[[ Records supplied open ]]

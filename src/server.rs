// src/server.rs
use std::sync::atomic::{AtomicBool, Ordering};
use std::sync::Arc;
use std::thread;
use std::time::Duration;

use crate::config::ServerConf;
use crate::conn::FdGuard;
use crate::error::{EngineError, EngineResult};
use crate::metrics::EngineMetrics;
use crate::pool::{PoolConf, ThreadPool};
use crate::reactor::{Reactor, ReactorHandle};
use crate::router::Router;
use crate::syscalls::{self, EPOLLIN, Epoll, epoll_event};

/// The engine's front door: binds the listener, spawns the reactor
/// threads and the shared worker pool, and runs the accept loop on the
/// calling thread until it is told to stop.
pub struct Server {
    conf: ServerConf,
}

impl Server {
    pub fn new(conf: ServerConf) -> EngineResult<Self> {
        conf.validate()?;
        Ok(Self { conf })
    }

    /// Serve until Ctrl-C. For programmatic control use `run` with your
    /// own shutdown flag.
    pub fn serve(self, router: Router) -> EngineResult<()> {
        let shutdown = Arc::new(AtomicBool::new(false));
        let flag = shutdown.clone();
        ctrlc::set_handler(move || {
            tracing::info!("received SIGINT, shutting down");
            flag.store(true, Ordering::SeqCst);
        })
        .map_err(|e| EngineError::Signal(e.to_string()))?;

        self.run(router, shutdown)
    }

    /// Blocks until `shutdown` is set. Teardown order: the acceptor stops
    /// taking sockets, reactors drain their in-flight tasks and close
    /// their connections, then the pool drains and joins.
    pub fn run(self, router: Router, shutdown: Arc<AtomicBool>) -> EngineResult<()> {
        let conf = Arc::new(self.conf);
        let router = Arc::new(router);
        let metrics = Arc::new(EngineMetrics::new());
        let pool = ThreadPool::new(PoolConf::from(&*conf));

        let listen = FdGuard::new(syscalls::create_listen_socket(
            &conf.host,
            conf.port,
            conf.backlog,
        )?);

        let core_ids = core_affinity::get_core_ids().unwrap_or_default();
        let mut handles: Vec<ReactorHandle> = Vec::with_capacity(conf.reactors);
        let mut threads = Vec::with_capacity(conf.reactors);

        for i in 0..conf.reactors {
            let (reactor, handle) = Reactor::new(
                i,
                conf.clone(),
                router.clone(),
                pool.clone(),
                metrics.clone(),
            )?;
            let core_id = if core_ids.is_empty() {
                None
            } else {
                Some(core_ids[i % core_ids.len()])
            };
            let flag = shutdown.clone();

            let thread = thread::Builder::new()
                .name(format!("ravel-reactor-{}", i))
                .spawn(move || {
                    if let Some(id) = core_id {
                        if core_affinity::set_for_current(id) {
                            tracing::debug!("reactor {} pinned to cpu {}", i, id.id);
                        }
                    }
                    reactor.run(flag);
                })?;

            handles.push(handle);
            threads.push(thread);
        }

        // periodic stats through the logging sink; detached like the
        // reactors' owner, it ends with the process
        let report_metrics = metrics.clone();
        let report_flag = shutdown.clone();
        thread::Builder::new()
            .name("ravel-metrics".to_string())
            .spawn(move || {
                while !report_flag.load(Ordering::Acquire) {
                    thread::sleep(Duration::from_secs(5));
                    if report_flag.load(Ordering::Acquire) {
                        break;
                    }
                    let (active, requests, bytes) = report_metrics.snapshot();
                    tracing::info!(
                        "active connections: {} | total requests: {} | bytes sent: {}",
                        active,
                        requests,
                        bytes
                    );
                }
            })
            .ok();

        tracing::info!(
            "listening on {}:{} ({} reactors, pool {}..{})",
            conf.host,
            conf.port,
            conf.reactors,
            conf.pool_min_workers,
            conf.pool_max_workers
        );

        let accept_result = accept_loop(&listen, &handles, &conf, &shutdown);

        for handle in &handles {
            handle.stop();
        }
        for thread in threads {
            let _ = thread.join();
        }
        pool.shutdown();

        tracing::info!("server shut down");
        accept_result
    }
}

/// Own the listening socket and feed accepted connections round-robin to
/// the reactors, draining the accept queue greedily on every wakeup.
fn accept_loop(
    listen: &FdGuard,
    handles: &[ReactorHandle],
    conf: &ServerConf,
    shutdown: &AtomicBool,
) -> EngineResult<()> {
    let epoll = Epoll::new()?;
    epoll.add(
        listen.raw(),
        0,
        EPOLLIN,
        false,
        conf.edge_trigger_listener,
    )?;

    let mut events = vec![epoll_event { events: 0, u64: 0 }; 16];
    let mut next = 0usize;

    while !shutdown.load(Ordering::Acquire) {
        let n = match epoll.wait(&mut events, conf.wait_timeout_ms) {
            Ok(n) => n,
            Err(e) => {
                tracing::error!("acceptor: wait failed: {}", e);
                return Err(e);
            }
        };
        if n == 0 {
            continue;
        }

        loop {
            match syscalls::accept_connection(listen.raw()) {
                Ok(Some(fd)) => {
                    handles[next].push_conn(FdGuard::new(fd));
                    next = (next + 1) % handles.len();
                }
                Ok(None) => break, // queue drained
                Err(e) => {
                    tracing::warn!("accept failed: {}", e);
                    break;
                }
            }
        }
    }

    Ok(())
}
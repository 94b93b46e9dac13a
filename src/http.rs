// src/http.rs
use std::time::SystemTime;

use serde::Serialize;

#[derive(Debug, Clone, Copy, PartialEq, Eq, Hash)]
pub enum Method {
    Get,
    Post,
    Put,
    Delete,
    Patch,
    Head,
    Options,
    Trace,
    Connect,
    Unknown,
}

impl Method {
    pub fn from_bytes(b: &[u8]) -> Self {
        match b {
            b"GET" => Method::Get,
            b"POST" => Method::Post,
            b"PUT" => Method::Put,
            b"DELETE" => Method::Delete,
            b"PATCH" => Method::Patch,
            b"HEAD" => Method::Head,
            b"OPTIONS" => Method::Options,
            b"TRACE" => Method::Trace,
            b"CONNECT" => Method::Connect,
            _ => Method::Unknown,
        }
    }

    /// Methods defined to carry a request body.
    pub fn has_body(self) -> bool {
        matches!(self, Method::Post | Method::Put | Method::Patch)
    }
}

#[derive(Debug, Clone, Copy, PartialEq, Eq)]
pub enum Version {
    Http10,
    Http11,
}

impl Version {
    pub fn from_bytes(b: &[u8]) -> Option<Self> {
        match b {
            b"HTTP/1.0" => Some(Version::Http10),
            b"HTTP/1.1" => Some(Version::Http11),
            _ => None,
        }
    }

    pub fn as_str(self) -> &'static str {
        match self {
            Version::Http10 => "HTTP/1.0",
            Version::Http11 => "HTTP/1.1",
        }
    }
}

pub fn status_reason(status: u16) -> &'static str {
    match status {
        200 => "OK",
        301 => "Moved Permanently",
        400 => "Bad Request",
        403 => "Forbidden",
        404 => "Not Found",
        405 => "Method Not Allowed",
        500 => "Internal Server Error",
        _ => "Unknown",
    }
}

/// Response body source. File bodies hold a path relative to the document
/// root; the engine opens the file during the send phase.
#[derive(Debug)]
pub enum Body {
    Empty,
    Bytes(Vec<u8>),
    File(String),
}

#[derive(Debug)]
pub struct Response {
    pub status: u16,
    pub content_type: String,
    pub headers: Vec<(String, String)>,
    pub body: Body,
}

impl Response {
    pub fn ok(body: impl Into<Vec<u8>>) -> Self {
        Self {
            status: 200,
            content_type: "text/plain".to_string(),
            headers: Vec::new(),
            body: Body::Bytes(body.into()),
        }
    }

    pub fn html(body: impl Into<Vec<u8>>) -> Self {
        Self {
            status: 200,
            content_type: "text/html".to_string(),
            headers: Vec::new(),
            body: Body::Bytes(body.into()),
        }
    }

    pub fn json<T: Serialize>(value: &T) -> Self {
        match serde_json::to_vec(value) {
            Ok(bytes) => Self {
                status: 200,
                content_type: "application/json".to_string(),
                headers: Vec::new(),
                body: Body::Bytes(bytes),
            },
            Err(_) => Self::error_page(500),
        }
    }

    /// Static resource under the document root; the engine resolves and
    /// streams it with zero-copy transfer.
    pub fn file(path: impl Into<String>) -> Self {
        let path = path.into();
        Self {
            status: 200,
            content_type: crate::files::content_type_for(&path),
            headers: Vec::new(),
            body: Body::File(path),
        }
    }

    pub fn status(mut self, status: u16) -> Self {
        self.status = status;
        self
    }

    pub fn header(mut self, key: impl Into<String>, value: impl Into<String>) -> Self {
        self.headers.push((key.into(), value.into()));
        self
    }

    /// Canned HTML error page for a standard status code.
    pub fn error_page(status: u16) -> Self {
        let reason = status_reason(status);
        let body = format!(
            "<html><head><title>{status} {reason}</title></head>\
             <body><h1>{status} {reason}</h1></body></html>\n"
        );
        Self {
            status,
            content_type: "text/html".to_string(),
            headers: Vec::new(),
            body: Body::Bytes(body.into_bytes()),
        }
    }

    pub fn not_found() -> Self {
        Self::error_page(404)
    }

    pub fn bad_request() -> Self {
        Self::error_page(400)
    }

    pub fn internal_error() -> Self {
        Self::error_page(500)
    }
}

/// Serialize the status line and header block. Content-Length always
/// reflects the resolved body size (for files, the stat size), and the
/// Connection header records the engine's keep-alive decision.
pub fn serialize_head(rsp: &Response, content_length: u64, keep_alive: bool) -> Vec<u8> {
    let mut head = Vec::with_capacity(256);
    head.extend_from_slice(b"HTTP/1.1 ");
    head.extend_from_slice(rsp.status.to_string().as_bytes());
    head.extend_from_slice(b" ");
    head.extend_from_slice(status_reason(rsp.status).as_bytes());
    head.extend_from_slice(b"\r\n");

    head.extend_from_slice(b"Date: ");
    head.extend_from_slice(httpdate::fmt_http_date(SystemTime::now()).as_bytes());
    head.extend_from_slice(b"\r\n");

    head.extend_from_slice(b"Content-Type: ");
    head.extend_from_slice(rsp.content_type.as_bytes());
    head.extend_from_slice(b"\r\n");

    for (k, v) in &rsp.headers {
        head.extend_from_slice(k.as_bytes());
        head.extend_from_slice(b": ");
        head.extend_from_slice(v.as_bytes());
        head.extend_from_slice(b"\r\n");
    }

    head.extend_from_slice(b"Content-Length: ");
    head.extend_from_slice(content_length.to_string().as_bytes());
    head.extend_from_slice(b"\r\n");

    if keep_alive {
        head.extend_from_slice(b"Connection: keep-alive\r\n");
    } else {
        head.extend_from_slice(b"Connection: close\r\n");
    }

    head.extend_from_slice(b"\r\n");
    head
}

[[ Records supplied closed ]]

About this exercise >> Your answer must be the data above, copied exactly from its first line through the line containing "drains and joins.", and nothing more.

Solution below >>
filename src/server.rs
// src/server.rs
use std::sync::atomic::{AtomicBool, Ordering};
use std::sync::Arc;
use std::thread;
use std::time::Duration;

use crate::config::ServerConf;
use crate::conn::FdGuard;
use crate::error::{EngineError, EngineResult};
use crate::metrics::EngineMetrics;
use crate::pool::{PoolConf, ThreadPool};
use crate::reactor::{Reactor, ReactorHandle};
use crate::router::Router;
use crate::syscalls::{self, EPOLLIN, Epoll, epoll_event};

/// The engine's front door: binds the listener, spawns the reactor
/// threads and the shared worker pool, and runs the accept loop on the
/// calling thread until it is told to stop.
pub struct Server {
    conf: ServerConf,
}

impl Server {
    pub fn new(conf: ServerConf) -> EngineResult<Self> {
        conf.validate()?;
        Ok(Self { conf })
    }

    /// Serve until Ctrl-C. For programmatic control use `run` with your
    /// own shutdown flag.
    pub fn serve(self, router: Router) -> EngineResult<()> {
        let shutdown = Arc::new(AtomicBool::new(false));
        let flag = shutdown.clone();
        ctrlc::set_handler(move || {
            tracing::info!("received SIGINT, shutting down");
            flag.store(true, Ordering::SeqCst);
        })
        .map_err(|e| EngineError::Signal(e.to_string()))?;

        self.run(router, shutdown)
    }

    /// Blocks until `shutdown` is set. Teardown order: the acceptor stops
    /// taking sockets, reactors drain their in-flight tasks and close
    /// their connections, then the pool drains and joins.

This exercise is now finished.